The concept came easily from absorbing and responding to what is going on in my - our - social and natural environment. I knew generally where I was headed and the specifics were refined through sketching, sculpting and thinking in the quiet of the night. Altogether, this piece is my reflection on the ethical, moral, spiritual and worldly questions I harbor about who “we” are.

Ark needed to be a larger piece than would fit into my kiln. The decisions I made in dividing her became who she is. Ark is suggestive of a reconstructed archeological find and a form I think of as a “stele.” A stele is a marker of important things such as deaths, laws and boundaries and a threshold. In this case, perhaps, it is the threshold between loss and grief and hope and love. We see her standing there, powerful yet vulnerable, and reconstructed. We become aware of the potential of her being deconstructed as our rights to our own bodies are currently being dismantled or our values are being undermined that give us our voice.

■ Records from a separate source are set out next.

impl AlertEngine {
    /// Create a new engine.
    #[must_use]
    pub fn new(
        store: Arc<dyn PersistenceStore>,
        clock: Arc<dyn Clock>,
        broadcaster: Arc<Broadcaster>,
    ) -> Self {
        Self {
            store,
            clock,
            broadcaster,
            locks: Mutex::new(HashMap::new()),
        }
    }

    async fn lock_alert(&self, id: AlertId) -> AlertGuard<'_> {
        let lock = Arc::clone(self.locks.lock().entry(id).or_default());
        let guard = lock.lock_owned().await;
        AlertGuard {
            locks: &self.locks,
            id,
            guard: Some(guard),
        }
    }

    // =========================================================================
    // Evaluation
    // =========================================================================

    /// Evaluate every active alert for `symbol` against `price`.
    ///
    /// Alerts are evaluated concurrently; each fire is committed and then
    /// broadcast as `alert_triggered` followed by `alert_updated`.
    ///
    /// # Errors
    ///
    /// Returns [`AlertError::Persistence`] if the active alerts cannot be
    /// loaded. Failures on individual alerts are logged and skipped.
    pub async fn evaluate_tick(
        &self,
        symbol: &Symbol,
        price: f64,
    ) -> Result<Vec<AlertFired>, AlertError> {
        let alerts = self.store.active_alerts_for(symbol).await?;
        if alerts.is_empty() {
            return Ok(vec![]);
        }

        let results = join_all(alerts.iter().map(|alert| self.evaluate_one(alert.id, price))).await;

        let mut fired = Vec::new();
        for (alert, result) in alerts.iter().zip(results) {
            match result {
                Ok(Some(f)) => fired.push(f),
                Ok(None) => {}
                Err(e) => {
                    tracing::error!(alert_id = alert.id, error = %e, "Failed to evaluate alert");
                }
            }
        }
        Ok(fired)
    }

    async fn evaluate_one(&self, id: AlertId, price: f64) -> Result<Option<AlertFired>, AlertError> {
        let _guard = self.lock_alert(id).await;

        let Some(alert) = self.store.get_alert(id).await? else {
            return Ok(None);
        };

        let now = self.clock.now();
        match alert.evaluate(price, now) {
            Evaluation::Fire => {}
            Evaluation::CoolingDown => {
                metrics::record_alert_suppressed();
                tracing::debug!(alert_id = id, symbol = %alert.symbol, price, "Alert in cooldown");
                return Ok(None);
            }
            Evaluation::Inactive | Evaluation::ConditionNotMet => return Ok(None),
        }

        let Some((alert, log)) = self.store.record_trigger(id, price, now).await? else {
            return Ok(None);
        };

        metrics::record_alert_triggered(alert.condition.as_str());
        tracing::info!(
            alert_id = id,
            symbol = %alert.symbol,
            condition = %alert.condition,
            threshold = alert.threshold,
            price,
            "Alert triggered"
        );

        self.broadcaster
            .publish_all(&ServerEvent::AlertTriggered(AlertTriggered {
                id,
                symbol: alert.symbol.clone(),
                condition: alert.condition,
                alert_price: alert.threshold,
                current_price: price,
                log: log.clone(),
            }));
        self.broadcaster
            .publish_all(&ServerEvent::AlertUpdated(alert.clone()));

        Ok(Some(AlertFired { alert, log }))
    }

    // =========================================================================
    // Mutations
    // =========================================================================

    /// Create an active alert and broadcast `alert_created`.
    ///
    /// # Errors
    ///
    /// Returns [`AlertError::Validation`] for a non-finite threshold and
    /// [`AlertError::Persistence`] if the insert fails.
    pub async fn create_alert(
        &self,
        symbol: Symbol,
        threshold: f64,
        condition: AlertCondition,
    ) -> Result<Alert, AlertError> {
        let new_alert = NewAlert::new(symbol, threshold, condition)?;
        let alert = self.store.insert_alert(&new_alert, self.clock.now()).await?;

        tracing::info!(
            alert_id = alert.id,
            symbol = %alert.symbol,
            condition = %alert.condition,
            threshold = alert.threshold,
            "Alert created"
        );
        self.broadcaster
            .publish_all(&ServerEvent::AlertCreated(alert.clone()));
        Ok(alert)
    }

    /// Replace an alert's threshold, condition, and armed state, then
    /// broadcast `alert_updated`. Returns `None` if the alert does not exist.
    ///
    /// # Errors
    ///
    /// Returns [`AlertError::Validation`] for a non-finite threshold and
    /// [`AlertError::Persistence`] if the store fails.
    pub async fn update_alert(
        &self,
        id: AlertId,
        update: AlertUpdate,
    ) -> Result<Option<Alert>, AlertError> {
        validate_threshold(update.threshold)?;

        let _guard = self.lock_alert(id).await;

        let Some(mut alert) = self.store.get_alert(id).await? else {
            return Ok(None);
        };
        update.apply(&mut alert);
        if !self.store.save_alert(&alert).await? {
            return Ok(None);
        }

        tracing::info!(alert_id = id, active = alert.active, "Alert updated");
        self.broadcaster
            .publish_all(&ServerEvent::AlertUpdated(alert.clone()));
        Ok(Some(alert))
    }

    /// Flip an alert's armed state and broadcast `alert_updated`.
    /// Returns `None` if the alert does not exist.
    ///
    /// # Errors
    ///
    /// Returns [`AlertError::Persistence`] if the store fails.
    pub async fn toggle_alert(&self, id: AlertId) -> Result<Option<Alert>, AlertError> {
        let _guard = self.lock_alert(id).await;

        let Some(mut alert) = self.store.get_alert(id).await? else {
            return Ok(None);
        };
        alert.active = !alert.active;
        if !self.store.save_alert(&alert).await? {
            return Ok(None);
        }

        tracing::info!(alert_id = id, active = alert.active, "Alert toggled");
        self.broadcaster
            .publish_all(&ServerEvent::AlertUpdated(alert.clone()));
        Ok(Some(alert))
    }

    /// Delete an alert and broadcast `alert_deleted`. Its trigger logs are
    /// kept. Returns `false` if the alert did not exist.
    ///
    /// # Errors
    ///
    /// Returns [`AlertError::Persistence`] if the store fails.
    pub async fn delete_alert(&self, id: AlertId) -> Result<bool, AlertError> {
        let deleted = {
            let _guard = self.lock_alert(id).await;
            self.store.delete_alert(id).await?
        };

        if deleted {
            tracing::info!(alert_id = id, "Alert deleted");
            self.broadcaster
                .publish_all(&ServerEvent::AlertDeleted { id });
        }
        Ok(deleted)
    }

    // =========================================================================
    // Queries
    // =========================================================================

    /// All alerts, oldest first.
    ///
    /// # Errors
    ///
    /// Returns [`AlertError::Persistence`] if the store fails.
    pub async fn list_alerts(&self) -> Result<Vec<Alert>, AlertError> {
        Ok(self.store.list_alerts().await?)
    }

    /// The newest `limit` trigger logs, newest first.
    ///
    /// # Errors
    ///
    /// Returns [`AlertError::Persistence`] if the store fails.
    pub async fn recent_trigger_logs(&self, limit: usize) -> Result<Vec<TriggerLog>, AlertError> {
        Ok(self.store.recent_trigger_logs(limit).await?)
    }
}

#[async_trait]
impl TickSink for AlertEngine {
    async fn on_tick(&self, tick: &PriceTick) {
        if let Err(e) = self.evaluate_tick(&tick.symbol, tick.price).await {
            tracing::error!(symbol = %tick.symbol, error = %e, "Alert evaluation failed");
        }
    }
}
//! Client Protocol Events
//!
//! Inbound commands and outbound events exchanged with connected clients.
//! Every frame is a JSON object `{"event": <name>, "data": <payload>}`.
//!
//! # Inbound
//!
//! | Event               | Payload                                   |
//! |---------------------|-------------------------------------------|
//! | `subscribe`         | `{symbol}`                                |
//! | `unsubscribe`       | `{symbol}`                                |
//! | `get_subscriptions` | none                                      |
//! | `create_alert`      | `{symbol, price, condition}`              |
//! | `update_alert`      | `{id, price, condition, active?}`         |
//! | `delete_alert`      | `{id}`                                    |
//! | `toggle_alert`      | `{id}`                                    |

use serde::{Deserialize, Serialize};
use serde_json::Value;

use crate::domain::alert::{Alert, AlertCondition, AlertId, TriggerLog};
use crate::domain::error::ValidationError;
use crate::domain::market::{PriceTick, Symbol, number_like};

// =============================================================================
// Inbound
// =============================================================================

/// A command sent by a client.
///
/// Fields are kept loose (`String`, raw JSON price) so validation can
/// report a precise error instead of a generic decode failure.
#[derive(Debug, Clone, PartialEq, Deserialize)]
#[serde(tag = "event", content = "data", rename_all = "snake_case")]
pub enum ClientEvent {
    /// Start receiving ticks for a symbol.
    Subscribe {
        /// Raw symbol text.
        symbol: String,
    },
    /// Stop receiving ticks for a symbol.
    Unsubscribe {
        /// Raw symbol text.
        symbol: String,
    },
    /// Ask for the current interest set.
    GetSubscriptions,
    /// Create an alert.
    CreateAlert {
        /// Raw symbol text.
        symbol: String,
        /// Threshold as a number or numeric string.
        price: Value,
        /// Raw condition text.
        condition: String,
    },
    /// Replace an alert's threshold, condition, and armed state.
    UpdateAlert {
        /// Alert to update.
        id: AlertId,
        /// Threshold as a number or numeric string.
        price: Value,
        /// Raw condition text.
        condition: String,
        /// Armed state, defaulting to `true`.
        #[serde(default)]
        active: Option<bool>,
    },
    /// Delete an alert.
    DeleteAlert {
        /// Alert to delete.
        id: AlertId,
    },
    /// Flip an alert's armed state.
    ToggleAlert {
        /// Alert to toggle.
        id: AlertId,
    },
}

impl ClientEvent {
    /// Decode a JSON text frame.
    ///
    /// # Errors
    ///
    /// Returns [`ValidationError::MalformedEvent`] if the frame is not a
    /// known event with a well-formed payload.
    pub fn from_json(text: &str) -> Result<Self, ValidationError> {
        serde_json::from_str(text).map_err(|e| ValidationError::MalformedEvent(e.to_string()))
    }

    /// Event name for logging.
    #[must_use]
    pub const fn name(&self) -> &'static str {
        match self {
            Self::Subscribe { .. } => "subscribe",
            Self::Unsubscribe { .. } => "unsubscribe",
            Self::GetSubscriptions => "get_subscriptions",
            Self::CreateAlert { .. } => "create_alert",
            Self::UpdateAlert { .. } => "update_alert",
            Self::DeleteAlert { .. } => "delete_alert",
            Self::ToggleAlert { .. } => "toggle_alert",
        }
    }
}

/// Parse a client-supplied price.
///
/// # Errors
///
/// Returns [`ValidationError::InvalidPrice`] unless the value is a finite
/// number or a string holding one.
pub fn parse_price(value: &Value) -> Result<f64, ValidationError> {
    number_like(value)
        .filter(|p| p.is_finite())
        .ok_or_else(|| ValidationError::InvalidPrice(value.to_string()))
}

/// Parse a client-supplied condition.
///
/// # Errors
///
/// Returns [`ValidationError::InvalidCondition`] for unknown names.
pub fn parse_condition(raw: &str) -> Result<AlertCondition, ValidationError> {
    raw.parse()
}

// =============================================================================
// Outbound
// =============================================================================

/// Payload of `alert_triggered`.
#[derive(Debug, Clone, PartialEq, Serialize)]
pub struct AlertTriggered {
    /// Alert that fired.
    pub id: AlertId,
    /// Watched symbol.
    pub symbol: Symbol,
    /// Condition that held.
    pub condition: AlertCondition,
    /// Alert threshold.
    pub alert_price: f64,
    /// Tick price that fired the alert.
    pub current_price: f64,
    /// Persisted trigger record.
    pub log: TriggerLog,
}

/// An event sent to a client.
#[derive(Debug, Clone, PartialEq, Serialize)]
#[serde(tag = "event", content = "data", rename_all = "snake_case")]
pub enum ServerEvent {
    /// Every alert, sent on connect.
    AlertsList(Vec<Alert>),
    /// Newest trigger logs first, sent on connect.
    TriggerLogs(Vec<TriggerLog>),
    /// Persisted subscriptions being restored, newest access first.
    RestoreSubscriptions(Vec<Symbol>),
    /// Subscribe accepted.
    SubscriptionSuccess {
        /// Subscribed symbol.
        symbol: Symbol,
    },
    /// Subscribe failed or an open feed was lost.
    SubscriptionError {
        /// Human-readable reason.
        error: String,
        /// Affected symbol, when known.
        #[serde(skip_serializing_if = "Option::is_none")]
        symbol: Option<Symbol>,
    },
    /// Unsubscribe processed.
    UnsubscribeSuccess {
        /// Unsubscribed symbol.
        symbol: Symbol,
    },
    /// Reply to `get_subscriptions`.
    SubscriptionsList(Vec<Symbol>),
    /// A price tick for a subscribed symbol.
    StockUpdate {
        /// Tick symbol.
        symbol: Symbol,
        /// The tick.
        data: PriceTick,
    },
    /// An alert fired.
    AlertTriggered(AlertTriggered),
    /// An alert was created.
    AlertCreated(Alert),
    /// An alert changed.
    AlertUpdated(Alert),
    /// An alert was deleted.
    AlertDeleted {
        /// Deleted alert.
        id: AlertId,
    },
    /// A command was rejected.
    Error {
        /// Human-readable reason.
        message: String,
    },
}

impl ServerEvent {
    /// Build a `subscription_error`.
    #[must_use]
    pub fn subscription_error(symbol: Option<Symbol>, error: impl ToString) -> Self {
        Self::SubscriptionError {
            error: error.to_string(),
            symbol,
        }
    }

    /// Build an `error`.
    #[must_use]
    pub fn error(message: impl ToString) -> Self {
        Self::Error {
            message: message.to_string(),
        }
    }

    /// Event name for logging and metrics.
    #[must_use]
    pub const fn name(&self) -> &'static str {
        match self {
            Self::AlertsList(_) => "alerts_list",
            Self::TriggerLogs(_) => "trigger_logs",
            Self::RestoreSubscriptions(_) => "restore_subscriptions",
            Self::SubscriptionSuccess { .. } => "subscription_success",
            Self::SubscriptionError { .. } => "subscription_error",
            Self::UnsubscribeSuccess { .. } => "unsubscribe_success",
            Self::SubscriptionsList(_) => "subscriptions_list",
            Self::StockUpdate { .. } => "stock_update",
            Self::AlertTriggered(_) => "alert_triggered",
            Self::AlertCreated(_) => "alert_created",
            Self::AlertUpdated(_) => "alert_updated",
            Self::AlertDeleted { .. } => "alert_deleted",
            Self::Error { .. } => "error",
        }
    }

    /// Encode as a JSON text frame.
    ///
    /// # Errors
    ///
    /// Returns the serializer error; only non-finite floats can cause one.
    pub fn to_json(&self) -> Result<String, serde_json::Error> {
        serde_json::to_string(self)
    }
}

// =============================================================================
// Tests
// =============================================================================

#[cfg(test)]
mod tests {
    use super::*;
    use serde_json::json;

    #[test]
    fn decodes_subscribe() {
        let event = ClientEvent::from_json(r#"{"event":"subscribe","data":{"symbol":"aapl"}}"#)
            .unwrap();
        assert_eq!(
            event,
            ClientEvent::Subscribe {
                symbol: "aapl".to_string()
            }
        );
        assert_eq!(event.name(), "subscribe");
    }

    #[test]
    fn decodes_unit_event_without_data() {
        let event = ClientEvent::from_json(r#"{"event":"get_subscriptions"}"#).unwrap();
        assert_eq!(event, ClientEvent::GetSubscriptions);
    }

    #[test]
    fn update_alert_active_is_optional() {
        let event = ClientEvent::from_json(
            r#"{"event":"update_alert","data":{"id":3,"price":"12.5","condition":"below"}}"#,
        )
        .unwrap();
        let ClientEvent::UpdateAlert { id, price, active, .. } = event else {
            panic!("expected update_alert");
        };
        assert_eq!(id, 3);
        assert_eq!(price, json!("12.5"));
        assert_eq!(active, None);
    }

    #[test]
    fn unknown_event_is_malformed() {
        let err = ClientEvent::from_json(r#"{"event":"launch","data":{}}"#).unwrap_err();
        assert!(matches!(err, ValidationError::MalformedEvent(_)));
        assert!(ClientEvent::from_json("not json").is_err());
    }

    #[test]
    fn price_accepts_numbers_and_numeric_strings() {
        assert!((parse_price(&json!(10)).unwrap() - 10.0).abs() < f64::EPSILON);
        assert!((parse_price(&json!(" 10.5 ")).unwrap() - 10.5).abs() < f64::EPSILON);
        assert!(parse_price(&json!("ten")).is_err());
        assert!(parse_price(&json!(null)).is_err());
        assert!(parse_price(&json!("NaN")).is_err());
        assert!(parse_price(&json!("inf")).is_err());
    }

    #[test]
    fn server_event_wire_shape() {
        let event = ServerEvent::UnsubscribeSuccess {
            symbol: Symbol::parse("AAPL").unwrap(),
        };
        let json: Value = serde_json::from_str(&event.to_json().unwrap()).unwrap();
        assert_eq!(json, json!({"event": "unsubscribe_success", "data": {"symbol": "AAPL"}}));
    }

    #[test]
    fn subscription_error_omits_missing_symbol() {
        let json = serde_json::to_value(ServerEvent::subscription_error(None, "boom")).unwrap();
        assert_eq!(json, json!({"event": "subscription_error", "data": {"error": "boom"}}));
    }

    #[test]
    fn alert_deleted_carries_id() {
        let json = serde_json::to_value(ServerEvent::AlertDeleted { id: 7 }).unwrap();
        assert_eq!(json["event"], "alert_deleted");
        assert_eq!(json["data"]["id"], 7);
        assert_eq!(ServerEvent::AlertDeleted { id: 7 }.name(), "alert_deleted");
    }
}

Collapse came from pondering our human landscape – who are we as creatures of this earth? Our connection to and reliance on nature were in my thoughts as I worked, as were the continuous, cyclical rise and fall of many civilizations. This rocky form was inspired by my tendency to see faces and figures in other things such as a reclining figure in a mountain range. It’s a perception called pareidolia that many people experience.

Enfold began with a clay form first as is my current practice, then finding a figure with emotional connection within it; playing with pareidolia again. By working form as a starting place, seeing the figure with emotional connection second and discovering layers of meanings third, I arrive somewhere without forcing it. It, too, stems from human emotion and a state of mind - a stele, too. It is expressive of our stable and grounded foundational values of love and nurturing that sustain us through whatever conditions we face in our important relationships.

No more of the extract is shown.